I don't think Margaret Wente gets it.
In response to the question "what to do about Rehtaeh?" -- a question many Canadians are asking themselves -- she opines,
"The first thing to do is to resist the urge to vigilante justice[...] Rehtaeh could be your daughter--but those boys could be your sons. Let's not ruin more lives with a rush to judgment."
Really. Margaret? You, a conservative who champions the notion of personal responsibility, are asking us not to "ruin more lives" just because the people whose lives we're thinking of ruining merely gang-raped a 15-year old girl and then plastered her all over the Internet?
Forgive me --no, don't--but wouldn't you say those boys ruined their own lives? I would. I would say that those boys followed up one illegal act (underage consumption of vodka) with a much, much more serious offense that the police original deemed not to be criminal, despite Rehtaeh being a minor. (The case has since been reopened; unlike Ms. Wente, I hope justice prevails.)

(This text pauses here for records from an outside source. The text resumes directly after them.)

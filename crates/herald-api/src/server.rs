//! HTTP server configuration and request routing.
//!
//! Requests flow through middleware in order:
//! 1. Request ID generation
//! 2. Request/response logging
//! 3. Timeout enforcement
//! 4. Handler execution
//!
//! # Graceful Shutdown
//!
//! On SIGTERM or CTRL+C the server stops accepting connections and waits
//! for in-flight requests. Queue workers are stopped by the caller after
//! the server future returns.

use std::{future::Future, net::SocketAddr, time::Duration};

use axum::{
    extract::Request,
    middleware::{self, Next},
    response::Response,
    routing::{get, post},
    Router,
};
use tower_http::{timeout::TimeoutLayer, trace::TraceLayer};
use tracing::{info, warn};
use uuid::Uuid;

use crate::{handlers, AppState};

/// Default request timeout.
pub const DEFAULT_REQUEST_TIMEOUT: Duration = Duration::from_secs(30);

/// Creates the Axum router with all routes and middleware.
///
/// # Example
///
/// ```no_run
/// use herald_api::{create_router, AppState};
///
/// fn build(state: AppState) {
///     let app = create_router(state);
///     // Serve the app...
/// }
/// ```
pub fn create_router(state: AppState) -> Router {
    create_router_with_timeout(state, DEFAULT_REQUEST_TIMEOUT)
}

/// Creates the router with a custom request timeout.
pub fn create_router_with_timeout(state: AppState, timeout: Duration) -> Router {
    let health_routes = Router::new()
        .route("/health", get(handlers::health_check))
        .route("/ready", get(handlers::readiness_check))
        .route("/live", get(handlers::liveness_check));

    let campaign_routes = Router::new()
        .route("/campaigns/{campaign_id}/enqueue", post(handlers::enqueue_campaign))
        .route("/campaigns/{campaign_id}/pause", post(handlers::pause_campaign))
        .route("/campaigns/{campaign_id}/resume", post(handlers::resume_campaign))
        .route("/campaigns/{campaign_id}/reconcile", post(handlers::reconcile_campaign))
        .route("/campaigns/{campaign_id}/status", get(handlers::campaign_status));

    let worker_routes = Router::new().route("/workers/status", get(handlers::worker_status));

    Router::new()
        .merge(health_routes)
        .merge(campaign_routes)
        .merge(worker_routes)
        .layer(TimeoutLayer::new(timeout))
        .layer(TraceLayer::new_for_http())
        .layer(middleware::from_fn(inject_request_id))
        .with_state(state)
}

/// Middleware to inject request ID into all responses.
///
/// Adds X-Request-Id header for tracing requests across services.
async fn inject_request_id(req: Request, next: Next) -> Response {
    let request_id = Uuid::new_v4().to_string();

    let mut req = req;
    req.extensions_mut().insert(request_id.clone());

    let mut response = next.run(req).await;

    if let Ok(header_value) = request_id.parse() {
        response.headers_mut().insert("X-Request-Id", header_value);
    }

    response
}

/// Starts the HTTP server and serves until a shutdown signal arrives.
///
/// # Errors
///
/// Returns `std::io::Error` if the address cannot be bound or serving
/// fails.
pub async fn start_server(
    state: AppState,
    addr: SocketAddr,
    request_timeout: Duration,
) -> Result<(), std::io::Error> {
    serve_until(state, addr, request_timeout, shutdown_signal()).await
}

/// Serves until `shutdown` resolves.
///
/// # Errors
///
/// Returns `std::io::Error` if the address cannot be bound or serving
/// fails.
pub async fn serve_until<F>(
    state: AppState,
    addr: SocketAddr,
    request_timeout: Duration,
    shutdown: F,
) -> Result<(), std::io::Error>
where
    F: Future<Output = ()> + Send + 'static,
{
    let app = create_router_with_timeout(state, request_timeout);

    info!("Starting HTTP server on {}", addr);

    let listener = tokio::net::TcpListener::bind(addr).await?;
    let actual_addr = listener.local_addr()?;

    info!("HTTP server listening on {}", actual_addr);

    axum::serve(listener, app).with_graceful_shutdown(shutdown).await?;

    info!("HTTP server stopped gracefully");
    Ok(())
}

/// Waits for shutdown signal (CTRL+C or SIGTERM).
pub async fn shutdown_signal() {
    let ctrl_c = async {
        if let Err(e) = tokio::signal::ctrl_c().await {
            tracing::error!("Failed to install Ctrl+C handler: {}", e);
        }
    };

    #[cfg(unix)]
    let terminate = async {
        match tokio::signal::unix::signal(tokio::signal::unix::SignalKind::terminate()) {
            Ok(mut signal) => {
                signal.recv().await;
            },
            Err(e) => {
                tracing::error!("Failed to install SIGTERM handler: {}", e);
            },
        }
    };

    #[cfg(not(unix))]
    let terminate = std::future::pending::<()>();

    tokio::select! {
        () = ctrl_c => {
            info!("Received CTRL+C, starting graceful shutdown");
        },
        () = terminate => {
            info!("Received SIGTERM, starting graceful shutdown");
        },
    }

    warn!("Waiting for in-flight requests to complete");
}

As much as I love the Internet and respect its power for positive change, there are times, quite a few of them in fact, when I want somebody to pull the plug and shut it down for good. I wrote in my most linked post...
no matter how far or how fast the Internet evolves, it's important to remember: even though it has its sharp edges (or perhaps because it does), the 'Net is merely a tool.

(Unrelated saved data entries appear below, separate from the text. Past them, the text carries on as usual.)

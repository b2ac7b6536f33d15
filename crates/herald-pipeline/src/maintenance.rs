//! Periodic maintenance for the `reconciliation` queue.
//!
//! Finds campaigns stuck in `sending`, finalizing those whose sends are all
//! resolved and alerting on the rest, then expires credit reservations that
//! outlived their TTL.

use std::sync::Arc;

use herald_core::{CampaignId, Clock, RecipientCounts, ReservationId};
use serde::Serialize;
use tracing::{error, info};

use crate::{
    error::Result,
    finalize::CampaignFinalizer,
    ledger::CreditLedger,
    queue::{BoxFuture, ClaimedJob, Job, JobHandler, JobOutcome},
    storage::PipelineStorage,
};

/// A sending campaign that made no progress within the stuck threshold.
#[derive(Debug, Clone, PartialEq, Eq, Serialize)]
#[serde(rename_all = "camelCase")]
pub struct StuckCampaign {
    /// Campaign id.
    pub campaign_id: CampaignId,
    /// Seconds since the last recipient activity.
    pub idle_seconds: i64,
    /// Recipient tallies at detection time.
    pub counts: RecipientCounts,
    /// Whether fan-out had finished.
    pub fanout_complete: bool,
}

/// Outcome of one stuck-campaign scan.
#[derive(Debug, Clone, Default, PartialEq, Eq, Serialize)]
#[serde(rename_all = "camelCase")]
pub struct StuckScan {
    /// Campaigns finalized because every send had resolved.
    pub finalized: Vec<CampaignId>,
    /// Campaigns reported for attention.
    pub stuck: Vec<StuckCampaign>,
}

/// Scans sending campaigns for missing progress.
pub struct StuckCampaignDetector {
    storage: Arc<dyn PipelineStorage>,
    finalizer: Arc<CampaignFinalizer>,
    clock: Arc<dyn Clock>,
    threshold: chrono::Duration,
}

impl StuckCampaignDetector {
    /// Creates a detector that flags campaigns idle for `threshold`.
    pub fn new(
        storage: Arc<dyn PipelineStorage>,
        finalizer: Arc<CampaignFinalizer>,
        clock: Arc<dyn Clock>,
        threshold: chrono::Duration,
    ) -> Self {
        Self { storage, finalizer, clock, threshold }
    }

    /// Runs one scan.
    ///
    /// # Errors
    ///
    /// Returns error if storage or finalization fails.
    pub async fn scan(&self) -> Result<StuckScan> {
        let now = self.clock.now_utc();
        let mut scan = StuckScan::default();

        for campaign in self.storage.list_sending_campaigns().await? {
            let last_activity = self
                .storage
                .last_activity(campaign.id)
                .await?
                .map_or(campaign.updated_at, |row_activity| row_activity.max(campaign.updated_at));
            let idle = now - last_activity;
            if idle < self.threshold {
                continue;
            }

            let counts = self.storage.recipient_counts(campaign.id).await?;
            let fanout_complete = campaign.fanout_completed_at.is_some();

            if fanout_complete && counts.queued == 0 {
                if let Some(status) = self.finalizer.try_finalize(campaign.id).await? {
                    info!(campaign_id = %campaign.id, status = %status, "finalized idle campaign");
                    scan.finalized.push(campaign.id);
                }
                continue;
            }

            error!(
                campaign_id = %campaign.id,
                idle_seconds = idle.num_seconds(),
                fanout_complete,
                queued = counts.queued,
                accepted = counts.accepted,
                delivered = counts.delivered,
                failed_delivery = counts.failed_delivery,
                failed_send = counts.failed_send,
                "campaign stuck in sending"
            );
            scan.stuck.push(StuckCampaign {
                campaign_id: campaign.id,
                idle_seconds: idle.num_seconds(),
                counts,
                fanout_complete,
            });
        }

        Ok(scan)
    }
}

/// Expires reservations past their deadline.
pub struct ReservationSweeper {
    ledger: Arc<dyn CreditLedger>,
}

impl ReservationSweeper {
    /// Creates a new sweeper.
    pub fn new(ledger: Arc<dyn CreditLedger>) -> Self {
        Self { ledger }
    }

    /// Expires every due reservation.
    ///
    /// # Errors
    ///
    /// Returns error if the ledger fails.
    pub async fn sweep(&self) -> Result<Vec<ReservationId>> {
        let expired = self.ledger.expire_due().await?;
        for reservation_id in &expired {
            info!(reservation_id = %reservation_id, "reservation expired");
        }
        Ok(expired)
    }
}

/// Handler for `reconciliation` jobs.
pub struct MaintenanceHandler {
    detector: Arc<StuckCampaignDetector>,
    sweeper: Arc<ReservationSweeper>,
}

impl MaintenanceHandler {
    /// Creates a new maintenance handler.
    pub fn new(detector: Arc<StuckCampaignDetector>, sweeper: Arc<ReservationSweeper>) -> Self {
        Self { detector, sweeper }
    }
}

impl JobHandler for MaintenanceHandler {
    fn handle<'a>(&'a self, _claimed: &'a ClaimedJob, job: Job) -> BoxFuture<'a, Result<JobOutcome>> {
        Box::pin(async move {
            if !matches!(job, Job::Reconciliation(_)) {
                return Ok(JobOutcome::Failed {
                    reason: format!("unexpected {} payload on reconciliation", job.queue()),
                });
            }

            let scan = self.detector.scan().await?;
            let expired = self.sweeper.sweep().await?;
            info!(
                finalized = scan.finalized.len(),
                stuck = scan.stuck.len(),
                expired = expired.len(),
                "maintenance sweep finished"
            );
            Ok(JobOutcome::Completed)
        })
    }
}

...but sometimes I confess I want to take the tool out of the tool box.
The problem is the anonymity that hiding behind a screen provides. It allows a girl, as Wente notes, to become a 'triple victim'. First the rape, traumatic enough; then the sharing of the lurid images; then the inevitable cyber-catcalls of 'slut' and demands for sex. There's nothing about this case that isn't sickening. And I assure you it's more common than you know. Right now, there are girls all over the country going through the same thing Rehtaeh did. Hell, just look at Amanda Todd...who wasn't gang-raped, but suffered the full force of cyberbullying for years just because she bared her breasts online.
I don't know the answer. I wish I did. Part of me wants to question where the parents were, the ones who allowed children access to vodka and who weren't around to stop the ensuing horror before it could begin. But even I, sheltered boy that I was and sheltered man that I am, recognize the naivete in that sentiment: boys will find places to party and -- as much as I hate it -- they'll also find a way to get drunk. Put a girl in that situation...

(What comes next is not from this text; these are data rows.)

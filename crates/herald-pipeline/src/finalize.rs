//! Campaign finalization.
//!
//! A campaign is finished once it is `sending`, fan-out has completed and no
//! recipient row is still `queued`. It ends `failed` when every row failed
//! to send (or there were no rows at all) and `completed` otherwise; then
//! the reservation's unsettled remainder is released.

use std::sync::Arc;

use herald_core::{CampaignId, CampaignStatus};
use tracing::{debug, info};

use crate::{error::Result, ledger::CreditLedger, storage::PipelineStorage};

/// Tries to move a campaign to its terminal status.
pub struct CampaignFinalizer {
    storage: Arc<dyn PipelineStorage>,
    ledger: Arc<dyn CreditLedger>,
}

impl CampaignFinalizer {
    /// Creates a new finalizer.
    pub fn new(storage: Arc<dyn PipelineStorage>, ledger: Arc<dyn CreditLedger>) -> Self {
        Self { storage, ledger }
    }

    /// Finalizes the campaign if it is ready. Returns the terminal status
    /// when this call performed the transition.
    ///
    /// # Errors
    ///
    /// Returns error if storage or the ledger fails.
    pub async fn try_finalize(&self, campaign_id: CampaignId) -> Result<Option<CampaignStatus>> {
        let Some(campaign) = self.storage.find_campaign(campaign_id).await? else {
            return Ok(None);
        };
        if campaign.status != CampaignStatus::Sending || campaign.fanout_completed_at.is_none() {
            return Ok(None);
        }

        let counts = self.storage.recipient_counts(campaign_id).await?;
        if counts.queued > 0 {
            debug!(campaign_id = %campaign_id, queued = counts.queued, "campaign not ready to finalize");
            return Ok(None);
        }

        let status = if counts.total() == 0 || counts.failed_send == counts.total() {
            CampaignStatus::Failed
        } else {
            CampaignStatus::Completed
        };

        if !self.storage.finalize_campaign(campaign_id, status).await? {
            return Ok(None);
        }

        let released = match campaign.reservation_id {
            Some(reservation_id) => self.ledger.release_remaining(reservation_id).await?,
            None => 0,
        };

        info!(
            campaign_id = %campaign_id,
            status = %status,
            accepted = counts.sent(),
            failed_send = counts.failed_send,
            released,
            "campaign finalized"
        );

        Ok(Some(status))
    }
}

Which isn't to say "boys will be boys", a phrase I cordially detest. You can't dismiss gang rape with that kind of petty nonchalance. You just can't. I want consequences, meaningful consequences that show the disgust society holds for rape. Spiritually, I know I'm supposed to tell you that the young rapists deserve forgiveness and a chance to make some good out of the lives they've ruined for themselves...and in my higher moments I'm willing to concede this is possible...but only after the magnitude of their wrongdoing has been expressed. Repeatedly, so as there's no question in their minds.
The rape, as repugnant as it is, isn't what has horrified me most about the Rehtaeh Parsons case. The online sharing of the photo and subsequent ugliness makes me question the sanity of the perpetrators, and the non-reaction of the world at large makes me question my own sanity. Does nobody else wonder about the kind of people who would not only rape a girl, but would brag about it, with photographic proof? Does it not strike anyone else as utterly monstrous to treat a victim of rape as a potential sex toy?
I mean, to me, rape is worse than murder, in the sense that there are (a very few) defences for murder. I can't think of any possible justification for rape, in any circumstance, ever. To first perpetrate and then perpetuate that rape is...words fail me.
I was talking to a colleague at work the other day, a father with young children in school. He tells the me school environment has changed beyond all recognition since we were in it. The word 'faggot', once a schoolyard staple, is all but unheard of. People's hateful attitudes towards difference of all kinds have been taught out of them, for the most part, he alleged. I thought yeah, sure, they just wait until their targets are home alone and online.
Which is probably true, but it just shifts the onus on to the parents. What's unacceptable face to face should be just as unacceptable online. Perhaps more unacceptable: online, after all, you don't have to have the courage of your convictions. You can hide behind a screen and be as vicious as you like.
I'm not sure there's a way to remove the essentially anonymity of the Internet, but only on a case-by-case basis. If there is, that's obviously the route you want to take. But in the meantime, education is the best way to go. That and making an example of the occasional monster. That part's critical.